From left: Catherine Olmstead, executive director SCSA; Doug Donaldson, Stikine MLA; Chief Timber Wolf; Taylor Bachrach, Smithers mayor; and Kevin Read, Nomodic CEO cut the ribbon to officially open Goodacre Place. (Thom Barker photo)

From left: Catherine Olmstead, executive director SCSA; Doug Donaldson, Stikine MLA; Chief Timber Wolf; Taylor Bachrach, Smithers mayor; and Kevin Read, Nomodic CEO cut the ribbon to officially open Goodacre Place. (Thom Barker photo)

Smithers Housing Assessment Report points out critical needs

Critical needs identified in Smithers Housing Assessment Report

The Smithers Housing Needs Assessment Report was presented to Smithers Town Council at the December 8 meeting.

The key finding, based on data collected from wide ranging sources, the current and projected housing needs, if left un-addressed will cause significant issues for the Town moving forward.
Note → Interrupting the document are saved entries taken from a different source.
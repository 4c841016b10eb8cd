//! Generic [`Transport`] over connected byte streams (TCP, TLS)

use super::Transport;
use bytes::BytesMut;
use std::net::SocketAddr;
use std::{fmt, io};
use tokio::io::{AsyncRead, AsyncReadExt, AsyncWrite, AsyncWriteExt};

/// Connected byte stream usable as transport
pub trait StreamingTransport: AsyncRead + AsyncWrite + Unpin + Send + 'static {
    /// Name of the transport. (e.g. TCP, TLS)
    const NAME: &'static str;

    fn local_addr(&self) -> io::Result<SocketAddr>;

    fn peer_addr(&self) -> io::Result<SocketAddr>;
}

pub struct Streaming<S> {
    stream: S,
    bound: SocketAddr,
    peer: SocketAddr,
}

impl<S: StreamingTransport> Streaming<S> {
    pub fn new(stream: S) -> io::Result<Self> {
        Ok(Self {
            bound: stream.local_addr()?,
            peer: stream.peer_addr()?,
            stream,
        })
    }
}

impl<S: StreamingTransport> fmt::Debug for Streaming<S> {
    fn fmt(&self, f: &mut fmt::Formatter<'_>) -> fmt::Result {
        f.debug_struct("Streaming")
            .field("name", &S::NAME)
            .field("bound", &self.bound)
            .field("peer", &self.peer)
            .finish()
    }
}

impl<S: StreamingTransport> fmt::Display for Streaming<S> {
    fn fmt(&self, f: &mut fmt::Formatter<'_>) -> fmt::Result {
        write!(
            f,
            "{}:bound={},peer={}",
            S::NAME.to_ascii_lowercase(),
            self.bound,
            self.peer
        )
    }
}

#[async_trait::async_trait]
impl<S: StreamingTransport> Transport for Streaming<S> {
    fn name(&self) -> &'static str {
        S::NAME
    }

    fn bound(&self) -> SocketAddr {
        self.bound
    }

    fn peer(&self) -> SocketAddr {
        self.peer
    }

    async fn send(&mut self, message: &[u8]) -> io::Result<()> {
        self.stream.write_all(message).await?;
        self.stream.flush().await
    }

    async fn recv(&mut self, buffer: &mut BytesMut) -> io::Result<usize> {
        if buffer.capacity() == buffer.len() {
            buffer.reserve(4096);
        }

        self.stream.read_buf(buffer).await
    }
}
use sip_types::Code;
use sip_types::msg::StatusLine;
use std::mem::take;

/// State of a [`ResponseCollector`] after a line was pushed
#[derive(Debug, Clone, Copy, PartialEq, Eq)]
pub enum CollectState {
    AwaitingLine,
    Complete,
}

/// Lines of one response, up to its terminating empty line
#[derive(Debug, Clone, PartialEq, Eq)]
pub struct ResponseRecord {
    lines: Vec<String>,
}

impl ResponseRecord {
    pub fn lines(&self) -> &[String] {
        &self.lines
    }

    /// The parsed leading line, `None` if it isn't a status line
    pub fn status_line(&self) -> Option<StatusLine> {
        self.lines.first().and_then(|line| StatusLine::from_line(line))
    }
}

/// Consumes received lines until the expected number of responses is complete.
///
/// A response is considered complete at the first empty line after it. Bodies are not
/// supported, the `Content-Length` header is not inspected.
#[derive(Debug)]
pub struct ResponseCollector {
    expected_responses: usize,
    lines: Vec<String>,
    codes: Vec<Code>,
    records: Vec<ResponseRecord>,
    current: Vec<String>,
}

impl ResponseCollector {
    /// Collector waiting for `expected_responses` responses, at least one
    pub fn new(expected_responses: usize) -> Self {
        Self {
            expected_responses: expected_responses.max(1),
            lines: Vec::new(),
            codes: Vec::new(),
            records: Vec::new(),
            current: Vec::new(),
        }
    }

    pub fn push_line(&mut self, line: String) -> CollectState {
        debug_assert_eq!(self.state(), CollectState::AwaitingLine);

        if let Some(status) = StatusLine::from_line(&line) {
            log::debug!("received {:?} response {status}", status.code.kind());

            self.codes.push(status.code);
        }

        if line.is_empty() {
            self.records.push(ResponseRecord {
                lines: take(&mut self.current),
            });
        } else {
            self.current.push(line.clone());
        }

        self.lines.push(line);

        self.state()
    }

    pub fn state(&self) -> CollectState {
        if self.records.len() >= self.expected_responses {
            CollectState::Complete
        } else {
            CollectState::AwaitingLine
        }
    }

    pub fn expected_responses(&self) -> usize {
        self.expected_responses
    }

    /// Number of responses terminated so far
    pub fn completed(&self) -> usize {
        self.records.len()
    }

    /// The very first line received, which must be a status line
    pub fn first_line(&self) -> Option<&str> {
        self.lines.first().map(String::as_str)
    }

    /// Status codes of all status lines, in receipt order
    pub fn codes(&self) -> &[Code] {
        &self.codes
    }

    pub fn finish(self) -> Collected {
        Collected {
            lines: self.lines,
            codes: self.codes,
            records: self.records,
        }
    }
}

/// Everything a [`ResponseCollector`] gathered
#[derive(Debug)]
pub struct Collected {
    pub lines: Vec<String>,
    pub codes: Vec<Code>,
    pub records: Vec<ResponseRecord>,
}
The report anticipates that the Town of Smithers will increase by 258 households between 2016 and 2021 and an additional 224 household’s between 2021 and 2026.

The expected housing need increase is factored from the young-families and singles moving to the community and seniors and older adults seeking to downsize and move closer to services and amenities.

There is a significant need for affordable housing at all point along the housing continuum from entry-level ownership to rental housing, the report notes in several sections.

The report commended the Town of Smithers for their success in creating a targeted supply of units to respond to specific and on-going needs in the community including 44 units of housing for individuals and families who are experiencing homelessness.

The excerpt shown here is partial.